• GOAL OF THE EXERCISE:
Within the material below, transcribe exactly the lines from the one holding "let mut best: Option<(MatchedParameterList, (bool, usize))>" through the one holding "with a single", keeping both ends and skipping the rest.

:::::

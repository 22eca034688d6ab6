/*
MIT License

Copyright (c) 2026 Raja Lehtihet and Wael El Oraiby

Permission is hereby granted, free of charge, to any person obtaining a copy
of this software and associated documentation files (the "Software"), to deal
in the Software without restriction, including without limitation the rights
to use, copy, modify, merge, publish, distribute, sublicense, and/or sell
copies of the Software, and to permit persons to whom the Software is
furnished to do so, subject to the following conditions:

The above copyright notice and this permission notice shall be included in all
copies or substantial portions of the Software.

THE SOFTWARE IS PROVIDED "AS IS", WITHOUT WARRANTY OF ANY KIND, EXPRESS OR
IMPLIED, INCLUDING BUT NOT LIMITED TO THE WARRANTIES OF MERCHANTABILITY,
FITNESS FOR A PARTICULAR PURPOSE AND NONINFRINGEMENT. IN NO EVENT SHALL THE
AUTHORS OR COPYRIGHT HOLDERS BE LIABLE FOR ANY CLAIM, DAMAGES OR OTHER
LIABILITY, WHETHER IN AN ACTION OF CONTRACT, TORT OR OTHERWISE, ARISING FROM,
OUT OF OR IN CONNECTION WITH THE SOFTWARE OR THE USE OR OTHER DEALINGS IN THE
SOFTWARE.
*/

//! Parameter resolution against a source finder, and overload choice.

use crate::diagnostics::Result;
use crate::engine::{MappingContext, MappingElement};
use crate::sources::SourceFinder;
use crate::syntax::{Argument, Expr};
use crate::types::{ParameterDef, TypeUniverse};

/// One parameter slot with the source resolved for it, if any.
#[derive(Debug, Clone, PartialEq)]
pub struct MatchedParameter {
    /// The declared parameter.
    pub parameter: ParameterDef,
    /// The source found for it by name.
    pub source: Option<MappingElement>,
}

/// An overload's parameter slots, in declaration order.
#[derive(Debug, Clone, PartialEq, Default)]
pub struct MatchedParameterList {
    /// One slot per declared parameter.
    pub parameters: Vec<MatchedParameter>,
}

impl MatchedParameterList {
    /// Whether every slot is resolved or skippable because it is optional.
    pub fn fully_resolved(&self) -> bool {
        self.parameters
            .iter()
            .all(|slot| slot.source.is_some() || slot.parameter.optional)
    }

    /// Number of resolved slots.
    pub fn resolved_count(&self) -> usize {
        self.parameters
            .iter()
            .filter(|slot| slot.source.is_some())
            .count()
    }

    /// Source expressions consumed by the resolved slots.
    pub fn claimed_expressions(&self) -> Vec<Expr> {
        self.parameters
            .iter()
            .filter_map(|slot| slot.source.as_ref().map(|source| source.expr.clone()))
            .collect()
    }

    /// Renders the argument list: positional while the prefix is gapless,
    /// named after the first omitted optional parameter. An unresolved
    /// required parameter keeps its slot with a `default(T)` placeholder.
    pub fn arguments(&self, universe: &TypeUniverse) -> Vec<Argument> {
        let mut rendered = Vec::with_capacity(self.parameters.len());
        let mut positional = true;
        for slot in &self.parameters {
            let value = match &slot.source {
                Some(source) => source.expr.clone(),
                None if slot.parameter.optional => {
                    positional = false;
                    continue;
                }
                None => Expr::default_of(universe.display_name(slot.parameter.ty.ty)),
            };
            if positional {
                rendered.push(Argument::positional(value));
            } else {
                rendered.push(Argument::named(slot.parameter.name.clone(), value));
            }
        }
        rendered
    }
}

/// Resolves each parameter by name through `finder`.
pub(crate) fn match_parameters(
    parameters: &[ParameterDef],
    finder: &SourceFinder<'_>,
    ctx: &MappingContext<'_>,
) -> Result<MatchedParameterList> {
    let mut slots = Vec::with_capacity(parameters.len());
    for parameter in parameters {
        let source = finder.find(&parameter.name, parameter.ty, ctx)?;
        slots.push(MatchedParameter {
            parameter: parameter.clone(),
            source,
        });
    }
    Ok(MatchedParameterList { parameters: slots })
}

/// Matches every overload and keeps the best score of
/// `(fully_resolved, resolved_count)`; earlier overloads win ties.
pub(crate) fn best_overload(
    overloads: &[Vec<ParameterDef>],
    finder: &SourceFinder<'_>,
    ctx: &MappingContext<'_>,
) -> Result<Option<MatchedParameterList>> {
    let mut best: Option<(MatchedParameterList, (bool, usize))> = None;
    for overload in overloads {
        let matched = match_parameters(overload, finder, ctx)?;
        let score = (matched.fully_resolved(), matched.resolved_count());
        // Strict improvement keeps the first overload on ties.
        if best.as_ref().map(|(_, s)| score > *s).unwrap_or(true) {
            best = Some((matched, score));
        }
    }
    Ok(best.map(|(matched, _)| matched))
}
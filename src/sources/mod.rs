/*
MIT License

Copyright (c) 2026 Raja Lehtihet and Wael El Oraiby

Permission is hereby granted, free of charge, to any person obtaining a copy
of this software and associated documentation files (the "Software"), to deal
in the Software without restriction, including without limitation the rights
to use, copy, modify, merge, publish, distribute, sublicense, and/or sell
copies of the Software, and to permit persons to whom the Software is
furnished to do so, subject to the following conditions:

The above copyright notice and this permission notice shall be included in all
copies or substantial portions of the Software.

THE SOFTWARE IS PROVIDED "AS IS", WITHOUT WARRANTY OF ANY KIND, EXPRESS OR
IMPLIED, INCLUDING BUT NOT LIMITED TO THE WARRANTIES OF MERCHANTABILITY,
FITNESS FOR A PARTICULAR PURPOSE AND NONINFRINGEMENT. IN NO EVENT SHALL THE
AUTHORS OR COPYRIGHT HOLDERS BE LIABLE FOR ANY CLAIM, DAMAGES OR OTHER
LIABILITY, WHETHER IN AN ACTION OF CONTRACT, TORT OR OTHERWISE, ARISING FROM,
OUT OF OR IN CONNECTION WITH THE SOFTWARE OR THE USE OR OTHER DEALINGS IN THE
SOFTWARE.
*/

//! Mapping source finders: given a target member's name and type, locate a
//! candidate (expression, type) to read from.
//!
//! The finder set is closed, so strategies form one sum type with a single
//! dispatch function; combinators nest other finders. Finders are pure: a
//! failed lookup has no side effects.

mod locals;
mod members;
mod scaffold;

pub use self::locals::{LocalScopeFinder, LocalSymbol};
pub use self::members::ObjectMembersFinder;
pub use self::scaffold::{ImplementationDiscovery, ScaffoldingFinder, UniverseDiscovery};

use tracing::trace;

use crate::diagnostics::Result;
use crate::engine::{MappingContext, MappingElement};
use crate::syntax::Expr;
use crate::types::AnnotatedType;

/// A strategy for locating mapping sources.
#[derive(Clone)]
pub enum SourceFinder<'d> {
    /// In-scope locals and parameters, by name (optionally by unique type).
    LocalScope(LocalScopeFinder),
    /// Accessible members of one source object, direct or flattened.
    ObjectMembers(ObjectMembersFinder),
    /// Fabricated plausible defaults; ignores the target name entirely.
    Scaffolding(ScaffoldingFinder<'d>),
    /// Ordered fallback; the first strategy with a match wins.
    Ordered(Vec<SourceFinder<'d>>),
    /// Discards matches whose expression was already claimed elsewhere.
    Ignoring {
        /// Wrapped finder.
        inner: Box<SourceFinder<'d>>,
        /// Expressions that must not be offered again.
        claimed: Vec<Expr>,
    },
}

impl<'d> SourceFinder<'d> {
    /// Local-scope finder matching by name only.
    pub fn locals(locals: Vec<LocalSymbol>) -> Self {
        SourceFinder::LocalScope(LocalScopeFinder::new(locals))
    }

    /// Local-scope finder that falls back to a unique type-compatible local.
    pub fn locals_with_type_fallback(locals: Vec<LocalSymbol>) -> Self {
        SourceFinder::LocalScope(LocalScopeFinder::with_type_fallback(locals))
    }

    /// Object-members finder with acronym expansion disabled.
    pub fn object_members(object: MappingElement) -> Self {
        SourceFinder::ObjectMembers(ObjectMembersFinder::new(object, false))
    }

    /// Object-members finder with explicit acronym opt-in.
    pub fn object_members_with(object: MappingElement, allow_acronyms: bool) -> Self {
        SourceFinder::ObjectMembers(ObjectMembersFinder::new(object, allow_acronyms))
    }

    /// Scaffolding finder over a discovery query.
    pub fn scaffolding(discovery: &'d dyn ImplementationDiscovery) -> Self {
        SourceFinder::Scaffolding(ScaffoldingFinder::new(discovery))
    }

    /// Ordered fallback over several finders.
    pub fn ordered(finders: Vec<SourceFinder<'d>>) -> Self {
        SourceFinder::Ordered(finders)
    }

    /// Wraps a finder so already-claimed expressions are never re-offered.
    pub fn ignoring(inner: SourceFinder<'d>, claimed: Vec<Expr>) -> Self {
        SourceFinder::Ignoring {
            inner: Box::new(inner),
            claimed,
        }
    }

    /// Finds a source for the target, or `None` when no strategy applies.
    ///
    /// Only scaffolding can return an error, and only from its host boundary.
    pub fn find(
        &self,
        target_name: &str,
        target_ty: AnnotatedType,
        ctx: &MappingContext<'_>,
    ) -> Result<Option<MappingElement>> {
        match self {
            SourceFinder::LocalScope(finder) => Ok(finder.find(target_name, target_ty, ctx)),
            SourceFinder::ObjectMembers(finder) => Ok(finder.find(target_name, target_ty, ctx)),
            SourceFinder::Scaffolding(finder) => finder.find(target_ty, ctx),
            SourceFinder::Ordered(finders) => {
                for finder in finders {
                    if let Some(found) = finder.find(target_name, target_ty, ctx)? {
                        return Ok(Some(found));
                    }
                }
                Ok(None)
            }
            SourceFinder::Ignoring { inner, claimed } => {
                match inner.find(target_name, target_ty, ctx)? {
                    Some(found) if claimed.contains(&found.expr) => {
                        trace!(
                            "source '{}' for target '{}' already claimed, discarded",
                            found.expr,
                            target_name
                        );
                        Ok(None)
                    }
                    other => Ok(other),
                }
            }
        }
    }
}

:::::

• ANSWER SECTION:
    let mut best: Option<(MatchedParameterList, (bool, usize))> = None;
    for overload in overloads {
        let matched = match_parameters(overload, finder, ctx)?;
        let score = (matched.fully_resolved(), matched.resolved_count());
        // Strict improvement keeps the first overload on ties.
        if best.as_ref().map(|(_, s)| score > *s).unwrap_or(true) {
            best = Some((matched, score));
        }
    }
    Ok(best.map(|(matched, _)| matched))
}
filename src/sources/mod.rs
/*
MIT License

Copyright (c) 2026 Raja Lehtihet and Wael El Oraiby

Permission is hereby granted, free of charge, to any person obtaining a copy
of this software and associated documentation files (the "Software"), to deal
in the Software without restriction, including without limitation the rights
to use, copy, modify, merge, publish, distribute, sublicense, and/or sell
copies of the Software, and to permit persons to whom the Software is
furnished to do so, subject to the following conditions:

The above copyright notice and this permission notice shall be included in all
copies or substantial portions of the Software.

THE SOFTWARE IS PROVIDED "AS IS", WITHOUT WARRANTY OF ANY KIND, EXPRESS OR
IMPLIED, INCLUDING BUT NOT LIMITED TO THE WARRANTIES OF MERCHANTABILITY,
FITNESS FOR A PARTICULAR PURPOSE AND NONINFRINGEMENT. IN NO EVENT SHALL THE
AUTHORS OR COPYRIGHT HOLDERS BE LIABLE FOR ANY CLAIM, DAMAGES OR OTHER
LIABILITY, WHETHER IN AN ACTION OF CONTRACT, TORT OR OTHERWISE, ARISING FROM,
OUT OF OR IN CONNECTION WITH THE SOFTWARE OR THE USE OR OTHER DEALINGS IN THE
SOFTWARE.
*/

//! Mapping source finders: given a target member's name and type, locate a
//! candidate (expression, type) to read from.
//!
//! The finder set is closed, so strategies form one sum type with a single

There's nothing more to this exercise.